Since 2021, Overdeck Family Foundation’s venture-inspired funding model has incorporated funding across direct impact and ecosystem investments with the goal of identifying and fueling the scale of cost-effective, sustainable programs and solutions that accelerate improvement in key academic and socioemotional outcomes for all children. As grantmakers, we design our support to intentionally help nonprofits unlock innovation, evidence-building, and growth opportunities in an effort to provide all children the opportunity to unlock their potential. You can see how we’ve performed against our ambitions in our 2023 Grantmaking & Impact Report, which launched last month.

At the end of each year, in addition to celebrating what worked well and our grantees’ successes, our team conducts a strategic review of what we’re seeing in the education landscape, combined with lessons learned from last year’s grantmaking. These valuable insights guide the coming year’s funding strategies, helping ensure that our grantmaking is strategic and responsive in meeting the needs of our grantees and their beneficiaries.

As detailed in our team’s predictions for 2024, there are three cross-cutting focus areas we’ll be closely tracking in the year ahead as we refresh our grantmaking:

  • The degree to which AI can cost-effectively advance student or teacher outcomes;
  • Promising approaches to effective family engagement in support of student learning and engagement; and
  • Challenges and opportunities as districts and nonprofits navigate the expiration of ESSER funding.

These areas impact our work outside of specific portfolios and are all critical to ensuring that our grantmaking remains focused on the highest priority needs and opportunities. Throughout the year, we’ll revisit what we’ve learned in each of these areas, distilling lessons and best practices that inform our investments and the field at large. You’ll also see some of these themes represented in the individual portfolio strategy updates detailed below.

As grantmakers, we design our support to intentionally help nonprofits unlock innovation, evidence-building, and growth opportunities in an effort to provide all children the opportunity to unlock their potential.

2024 portfolio strategies

Given the amount of change in the sector last year, our 2023 strategies were designed to promote continuity and remained largely consistent from 2022 across our four core grantmaking portfolios. This year we made several updates, often rethinking how to best address some of the timely challenges in the education landscape without letting our own internal definitions bar us from success. We’re hopeful that this approach helps us operate at the nexus of what’s possible within our funding model and what’s most needed in the sector.

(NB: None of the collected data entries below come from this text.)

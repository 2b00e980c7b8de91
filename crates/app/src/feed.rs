//! Live ops-event feed: one cooperative poll task feeding a buffer that
//! coalesces near-duplicate entries, plus the pure view state for the
//! unread counter.

use std::collections::HashSet;
use std::time::Duration;

use chrono::{DateTime, Utc};
use tokio::sync::mpsc;
use tokio::task::JoinHandle;
use tokio::time::{self, MissedTickBehavior};
use tracing::{debug, warn};

use opsboard_core::{FeedEntry, OpsEvent, is_near_duplicate};

use crate::services::EventsService;

pub const FEED_POLL_INTERVAL: Duration = Duration::from_secs(2);
/// Retained-buffer cap; the oldest entries fall off first.
pub const FEED_CAPACITY: usize = 500;
pub const NEAR_BOTTOM_PX: f64 = 100.0;

// Dedup only looks this far back into the buffer; the window is 2s, so
// anything deeper is long out of range.
const DEDUP_LOOKBACK: usize = 50;

fn to_feed_entry(event: &OpsEvent) -> Option<FeedEntry> {
    let timestamp = DateTime::parse_from_rfc3339(&event.timestamp)
        .ok()?
        .with_timezone(&Utc);
    Some(FeedEntry {
        id: event.id,
        timestamp,
        kind: event.category.clone(),
        message: event.event.clone(),
    })
}

/// Feed buffer state. `watermark` is the stored timestamp of the most
/// recently accepted entry and is passed back as `since` on the next
/// poll; ids already admitted are never re-admitted even though the
/// watermark query is inclusive.
#[derive(Debug, Default)]
pub struct FeedState {
    entries: Vec<FeedEntry>,
    seen: HashSet<i64>,
    watermark: Option<String>,
}

impl FeedState {
    pub fn entries(&self) -> &[FeedEntry] {
        &self.entries
    }

    pub fn watermark(&self) -> Option<&str> {
        self.watermark.as_deref()
    }

    /// Merges one poll batch (as returned by the store, newest first) and
    /// returns the entries that were actually admitted, oldest first.
    pub fn merge(&mut self, events: &[OpsEvent]) -> Vec<FeedEntry> {
        let mut incoming: Vec<(&OpsEvent, FeedEntry)> = events
            .iter()
            .filter_map(|event| {
                let entry = to_feed_entry(event);
                if entry.is_none() {
                    debug!(id = event.id, "skipping event with unparseable timestamp");
                }
                entry.map(|entry| (event, entry))
            })
            .collect();
        incoming.sort_by_key(|(_, entry)| (entry.timestamp, entry.id));

        let mut accepted = Vec::new();
        for (event, entry) in incoming {
            if self.seen.contains(&entry.id) {
                continue;
            }
            self.seen.insert(entry.id);
            self.watermark = Some(event.timestamp.clone());
            let duplicate = self
                .entries
                .iter()
                .rev()
                .take(DEDUP_LOOKBACK)
                .any(|existing| is_near_duplicate(&entry, existing));
            if duplicate {
                continue;
            }
            self.entries.push(entry.clone());
            accepted.push(entry);
        }
        if self.entries.len() > FEED_CAPACITY {
            let overflow = self.entries.len() - FEED_CAPACITY;
            self.entries.drain(..overflow);
        }
        accepted
    }
}

/// Scroll-position bookkeeping for the feed: when the reader sits near
/// the bottom the view auto-advances; otherwise appended entries count as
/// unread until the next scroll to the bottom.
#[derive(Debug, Clone, Copy, Default)]
pub struct FeedView {
    unread: usize,
    distance_from_bottom: f64,
}

impl FeedView {
    pub fn near_bottom(&self) -> bool {
        self.distance_from_bottom <= NEAR_BOTTOM_PX
    }

    pub fn unread(&self) -> usize {
        self.unread
    }

    pub fn on_scroll(&mut self, distance_from_bottom: f64) {
        self.distance_from_bottom = distance_from_bottom;
        if self.near_bottom() {
            self.unread = 0;
        }
    }

    pub fn on_append(&mut self, count: usize) {
        if !self.near_bottom() {
            self.unread += count;
        }
    }
}

/// Background poll task pushing admitted entries to a channel. The task
/// exits when the receiver is dropped and can be aborted explicitly; the
/// interval uses `Delay` so a slow cycle postpones the next tick instead
/// of stacking up.
pub struct LogFeed {
    handle: JoinHandle<()>,
}

impl LogFeed {
    pub fn spawn(events: EventsService, tx: mpsc::Sender<Vec<FeedEntry>>) -> Self {
        let handle = tokio::spawn(async move {
            let mut state = FeedState::default();
            let mut ticker = time::interval(FEED_POLL_INTERVAL);
            ticker.set_missed_tick_behavior(MissedTickBehavior::Delay);
            // The first cycle always pushes, even an empty batch, so a
            // subscriber gets its initial snapshot promptly.
            let mut first = true;
            loop {
                ticker.tick().await;
                let batch = match events.list(None, state.watermark()) {
                    Ok(batch) => batch,
                    Err(err) => {
                        warn!(error = %err, "feed poll failed");
                        continue;
                    }
                };
                let admitted = state.merge(&batch);
                if admitted.is_empty() && !first {
                    continue;
                }
                first = false;
                if tx.send(admitted).await.is_err() {
                    break;
                }
            }
        });
        Self { handle }
    }

    pub fn is_finished(&self) -> bool {
        self.handle.is_finished()
    }

    pub fn shutdown(&self) {
        self.handle.abort();
    }
}

impl Drop for LogFeed {
    fn drop(&mut self) {
        self.handle.abort();
    }
}

#[cfg(test)]
mod tests {
    use super::*;

    fn event(id: i64, ts: &str, category: &str, message: &str) -> OpsEvent {
        OpsEvent {
            id,
            timestamp: ts.to_string(),
            category: category.to_string(),
            event: message.to_string(),
            mission_id: None,
            agent_run_id: None,
            pr_id: None,
            repo_id: None,
        }
    }

    #[test]
    fn merge_admits_ascending_and_sets_the_watermark() {
        let mut state = FeedState::default();
        let admitted = state.merge(&[
            event(2, "2026-03-01T10:00:10Z", "run", "run finished"),
            event(1, "2026-03-01T10:00:00Z", "mission", "mission started"),
        ]);
        assert_eq!(admitted.len(), 2);
        assert_eq!(admitted[0].id, 1);
        assert_eq!(state.watermark(), Some("2026-03-01T10:00:10Z"));
    }

    #[test]
    fn merge_is_idempotent_by_id() {
        let mut state = FeedState::default();
        let batch = vec![event(1, "2026-03-01T10:00:00Z", "run", "run started")];
        assert_eq!(state.merge(&batch).len(), 1);
        assert!(state.merge(&batch).is_empty());
        assert_eq!(state.entries().len(), 1);
    }

    #[test]
    fn near_duplicates_in_the_window_are_coalesced() {
        let mut state = FeedState::default();
        state.merge(&[event(1, "2026-03-01T10:00:00Z", "tool", "tool_call: exec step 1")]);
        let admitted = state.merge(&[event(2, "2026-03-01T10:00:01Z", "tool", "tool_call: exec step 2")]);
        assert!(admitted.is_empty());
        assert_eq!(state.entries().len(), 1);
        // The suppressed entry still advances the watermark.
        assert_eq!(state.watermark(), Some("2026-03-01T10:00:01Z"));
    }

    #[test]
    fn the_same_tool_outside_the_window_is_retained() {
        let mut state = FeedState::default();
        state.merge(&[event(1, "2026-03-01T10:00:00Z", "tool", "tool_call: exec step 1")]);
        let admitted = state.merge(&[event(2, "2026-03-01T10:00:05Z", "tool", "tool_call: exec step 2")]);
        assert_eq!(admitted.len(), 1);
        assert_eq!(state.entries().len(), 2);
    }

    #[test]
    fn buffer_is_capped() {
        let mut state = FeedState::default();
        for i in 0..(FEED_CAPACITY as i64 + 40) {
            // Spread entries a minute apart so dedup never kicks in.
            let ts = chrono::DateTime::from_timestamp(1_772_360_000 + i * 60, 0)
                .unwrap()
                .to_rfc3339();
            state.merge(&[event(i, &ts, "run", &format!("cycle {i}"))]);
        }
        assert_eq!(state.entries().len(), FEED_CAPACITY);
        assert_eq!(state.entries()[0].id, 40);
    }

    #[test]
    fn unread_counts_only_when_scrolled_away() {
        let mut view = FeedView::default();
        assert!(view.near_bottom());
        view.on_append(3);
        assert_eq!(view.unread(), 0);

        view.on_scroll(400.0);
        view.on_append(2);
        view.on_append(1);
        assert_eq!(view.unread(), 3);

        // 80px is within the near-bottom threshold.
        view.on_scroll(80.0);
        assert_eq!(view.unread(), 0);
        view.on_append(5);
        assert_eq!(view.unread(), 0);
    }
}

Below is a detailed overview of what you can expect in 2024 from our four main investment areas.

Early Impact: Creating strong foundations for early learning

Our Early Impact portfolio remains focused on ensuring that all types of early learning environments are high-quality and effectively support children’s development throughout the early years. Its ultimate goal is to increase the likelihood that all children experience supportive early learning environments that ensure they enter kindergarten ready to thrive and achieve early school success.

As we continue to monitor the early childhood landscape, several factors are shaping our Early Impact grantmaking strategy. Since the pandemic, chronic absenteeism in the U.S. has increased from approximately 15 percent in SY 2018-19 to nearly 30 percent in 2021-22, with higher rates in the earliest years. Child mental health is also a top concern, with 93 percent of school health workers reporting that they’ve seen an increase in students with anxiety since 2019. Lastly, we know that access to high-quality Pre-K remains a challenge: while 1.2 million four-year-olds attended a state-funded Pre-K program in SY 2021-22, only six programs in five states met all 10 of NIEER’s quality standards benchmarks.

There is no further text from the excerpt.